The p53 regulatory pathway controls cell responses, which include cell cycle arrest, DNA repair, apoptosis and cellular senescence. We propose a stochastic model of p53 regulation, which is based on two feedback loops: the negative, coupling p53 with its immediate downregulator Mdm2, and the positive, which involves PTEN, PIP3 and Akt. Existence of the negative feedback assures homeostasis of healthy cells and oscillatory responses of DNA-damaged cells, which are persistent when DNA repair is inefficient and the positive feedback loop is broken. The positive feedback destroys the negative coupling between Mdm2 and p53 by sequestering most of Mdm2 in cytoplasm, so it may no longer prime the nuclear p53 for degradation.
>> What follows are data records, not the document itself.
// crates/iec61850-scl/src/generator/emit.rs

//! Text emission of the header and source files.
//!
//! Both files are assembled in memory with `std::fmt::Write`; nothing
//! touches the filesystem here.

use super::control_blocks::{write_control_blocks, write_data_sets};
use super::initializer::c_escape;
use super::naming::{ControlBlockTable, NamedNode, NodeId, NodeTable};
use crate::error::SclError;
use crate::lookup::ModelNode;
use crate::types::{DataAttribute, Diagnostic};
use log::warn;
use std::collections::HashSet;
use std::fmt::Write;

/// `static_model` becomes `STATIC_MODEL_H_`.
pub(super) fn header_guard(output_name: &str) -> String {
    let base = output_name.rsplit('/').next().unwrap_or(output_name);
    format!("{}_H_", base.to_uppercase().replace(['.', '-'], "_"))
}

fn write_banner(out: &mut String, file_name: &str, source_name: &str) -> Result<(), SclError> {
    writeln!(out, "/*")?;
    writeln!(out, " * {}", file_name)?;
    writeln!(out, " *")?;
    writeln!(out, " * automatically generated from {}", source_name)?;
    writeln!(out, " */")?;
    Ok(())
}

fn node_ref(table: &NodeTable<'_>, id: Option<NodeId>) -> String {
    match id {
        Some(id) => format!("(ModelNode*) &{}", table.symbol(id)),
        None => "NULL".to_string(),
    }
}

// --- Header ---

pub(super) struct HeaderContext<'a> {
    pub file_name: &'a str,
    pub source_name: &'a str,
    pub guard: &'a str,
    pub prefix: &'a str,
}

pub(super) fn write_header(
    ctx: &HeaderContext<'_>,
    table: &NodeTable<'_>,
    diagnostics: &mut Vec<Diagnostic>,
) -> Result<String, SclError> {
    let mut out = String::new();
    write_banner(&mut out, ctx.file_name, ctx.source_name)?;
    out.push('\n');
    writeln!(out, "#ifndef {}", ctx.guard)?;
    writeln!(out, "#define {}\n", ctx.guard)?;
    writeln!(out, "#include <stdlib.h>")?;
    writeln!(out, "#include \"iec61850_model.h\"\n")?;

    writeln!(out, "extern IedModel {};", ctx.prefix)?;
    let mut declared = HashSet::new();
    for named in &table.nodes {
        if !declared.insert(named.symbol.as_str()) {
            let message = format!("symbol {} is declared twice", named.symbol);
            warn!("{}", message);
            diagnostics.push(Diagnostic::new(named.symbol.clone(), message));
            continue;
        }
        let kind = match named.node {
            ModelNode::LogicalDevice(_) => "LogicalDevice",
            ModelNode::LogicalNode(_) => "LogicalNode  ",
            ModelNode::DataObject(_) => "DataObject   ",
            ModelNode::DataAttribute(_) => "DataAttribute",
        };
        writeln!(out, "extern {} {};", kind, named.symbol)?;
    }

    out.push_str("\n\n\n");
    let upper_prefix = ctx.prefix.to_uppercase();
    for named in &table.nodes {
        let rest = named.symbol.strip_prefix(ctx.prefix).unwrap_or(&named.symbol);
        writeln!(out, "#define {}{} (&{})", upper_prefix, rest, named.symbol)?;
    }

    writeln!(out, "\n#endif /* {} */\n", ctx.guard)?;
    Ok(out)
}

// --- Source ---

pub(super) struct SourceContext<'a> {
    pub file_name: &'a str,
    pub header_file_name: &'a str,
    pub source_name: &'a str,
    pub prefix: &'a str,
    pub ied_name: &'a str,
    pub report_owner: bool,
}

pub(super) fn write_source(
    ctx: &SourceContext<'_>,
    nodes: &NodeTable<'_>,
    control_blocks: &ControlBlockTable<'_>,
    initializers: &str,
    diagnostics: &mut Vec<Diagnostic>,
) -> Result<String, SclError> {
    let mut out = String::new();
    write_banner(&mut out, ctx.file_name, ctx.source_name)?;
    writeln!(out, "#include \"{}\"\n", c_escape(ctx.header_file_name))?;
    writeln!(out, "static void initializeValues();")?;

    write_data_sets(&mut out, control_blocks)?;

    for named in &nodes.nodes {
        match named.node {
            ModelNode::LogicalDevice(ld) => {
                writeln!(out, "\nLogicalDevice {} = {{", named.symbol)?;
                writeln!(out, "    LogicalDeviceModelType,")?;
                writeln!(out, "    \"{}\",", c_escape(&ld.inst))?;
                writeln!(out, "    (ModelNode*) &{},", ctx.prefix)?;
                writeln!(out, "    {},", node_ref(nodes, named.next))?;
                writeln!(out, "    {}", node_ref(nodes, named.first_child))?;
                writeln!(out, "}};\n")?;
            }
            ModelNode::LogicalNode(ln) => {
                writeln!(out, "LogicalNode {} = {{", named.symbol)?;
                writeln!(out, "    LogicalNodeModelType,")?;
                writeln!(out, "    \"{}\",", c_escape(&ln.name()))?;
                writeln!(out, "    {},", node_ref(nodes, named.parent))?;
                writeln!(out, "    {},", node_ref(nodes, named.next))?;
                writeln!(out, "    {},", node_ref(nodes, named.first_child))?;
                writeln!(out, "}};\n")?;
            }
            ModelNode::DataObject(dobj) => {
                writeln!(out, "DataObject {} = {{", named.symbol)?;
                writeln!(out, "    DataObjectModelType,")?;
                writeln!(out, "    \"{}\",", c_escape(&dobj.name))?;
                writeln!(out, "    {},", node_ref(nodes, named.parent))?;
                writeln!(out, "    {},", node_ref(nodes, named.next))?;
                writeln!(out, "    {},", node_ref(nodes, named.first_child))?;
                writeln!(out, "    {}", dobj.count)?;
                writeln!(out, "}};\n")?;
            }
            ModelNode::DataAttribute(da) => {
                write_data_attribute(&mut out, nodes, named, da, diagnostics)?;
            }
        }
    }

    write_control_blocks(&mut out, control_blocks, ctx.report_owner)?;

    let first_ld = nodes.logical_devices.first().map(|&id| nodes.symbol(id));
    let first = |symbol: Option<&str>| match symbol {
        Some(s) => format!("&{}", s),
        None => "NULL".to_string(),
    };
    writeln!(out, "\nIedModel {} = {{", ctx.prefix)?;
    writeln!(out, "    \"{}\",", c_escape(ctx.ied_name))?;
    writeln!(out, "    {},", first(first_ld))?;
    writeln!(out, "    {},", first(control_blocks.data_sets.first().map(|d| d.symbol.as_str())))?;
    writeln!(out, "    {},", first(control_blocks.reports.first().map(|r| r.symbol.as_str())))?;
    writeln!(out, "    {},", first(control_blocks.gse.first().map(|g| g.symbol.as_str())))?;
    writeln!(out, "    {},", first(control_blocks.smv.first().map(|s| s.symbol.as_str())))?;
    writeln!(
        out,
        "    {},",
        first(control_blocks.setting_groups.first().map(|s| s.symbol.as_str()))
    )?;
    writeln!(
        out,
        "    {},",
        first(control_blocks.log_controls.first().map(|l| l.symbol.as_str()))
    )?;
    writeln!(out, "    {},", first(control_blocks.logs.first().map(|l| l.symbol.as_str())))?;
    writeln!(out, "    initializeValues}};")?;

    writeln!(out, "\nstatic void")?;
    writeln!(out, "initializeValues()")?;
    writeln!(out, "{{")?;
    out.push_str(initializers);
    writeln!(out, "}}")?;
    Ok(out)
}

fn write_data_attribute(
    out: &mut String,
    nodes: &NodeTable<'_>,
    named: &NamedNode<'_>,
    da: &DataAttribute,
    diagnostics: &mut Vec<Diagnostic>,
) -> Result<(), SclError> {
    writeln!(out, "DataAttribute {} = {{", named.symbol)?;
    writeln!(out, "    DataAttributeModelType,")?;
    writeln!(out, "    \"{}\",", c_escape(&da.name))?;
    writeln!(out, "    {},", node_ref(nodes, named.parent))?;
    writeln!(out, "    {},", node_ref(nodes, named.next))?;
    writeln!(out, "    {},", node_ref(nodes, named.first_child))?;
    writeln!(out, "    {},", da.count)?;
    writeln!(out, "    IEC61850_FC_{},", da.fc)?;
    writeln!(out, "    IEC61850_{},", da.attribute_type.c_name())?;

    out.push_str("    0");
    if da.trigger_options.dchg {
        out.push_str(" + TRG_OPT_DATA_CHANGED");
    }
    if da.trigger_options.dupd {
        out.push_str(" + TRG_OPT_DATA_UPDATE");
    }
    if da.trigger_options.qchg {
        out.push_str(" + TRG_OPT_QUALITY_CHANGED");
    }
    if named.transient {
        out.push_str(" + TRG_OPT_TRANSIENT");
    }
    out.push_str(",\n");

    writeln!(out, "    NULL,")?;
    writeln!(out, "    {}", short_address(named, da, diagnostics))?;
    writeln!(out, "}};\n")?;
    Ok(())
}

/// Numeric `sAddr` of an attribute. Anything that is not an unsigned
/// integer is emitted as 0.
fn short_address(named: &NamedNode<'_>, da: &DataAttribute, diagnostics: &mut Vec<Diagnostic>) -> u32 {
    let Some(s_addr) = da.short_address.as_deref().map(str::trim) else {
        return 0;
    };
    if s_addr.is_empty() {
        return 0;
    }
    match s_addr.parse::<u32>() {
        Ok(addr) => addr,
        Err(_) => {
            let message = format!("short address \"{}\" is not numeric", s_addr);
            warn!("{}: {}", named.symbol, message);
            diagnostics.push(Diagnostic::new(named.symbol.clone(), message));
            0
        }
    }
}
It works as a clock, giving the cell some time for DNA repair. However, when DNA repair is inefficient, the active p53 rises to a high level and triggers transcription of proapoptotic genes. As a result, small DNA damage may be repaired and the cell may return to its initial “healthy” state, while the extended damage results in apoptosis. The stochasticity of p53 regulation, introduced at the levels of gene expression, DNA damage and repair, leads to high heterogeneity of cell responses and causes cell population split after irradiation into subpopulations of apoptotic and surviving cells, with fraction of apoptotic cells growing with the irradiation dose.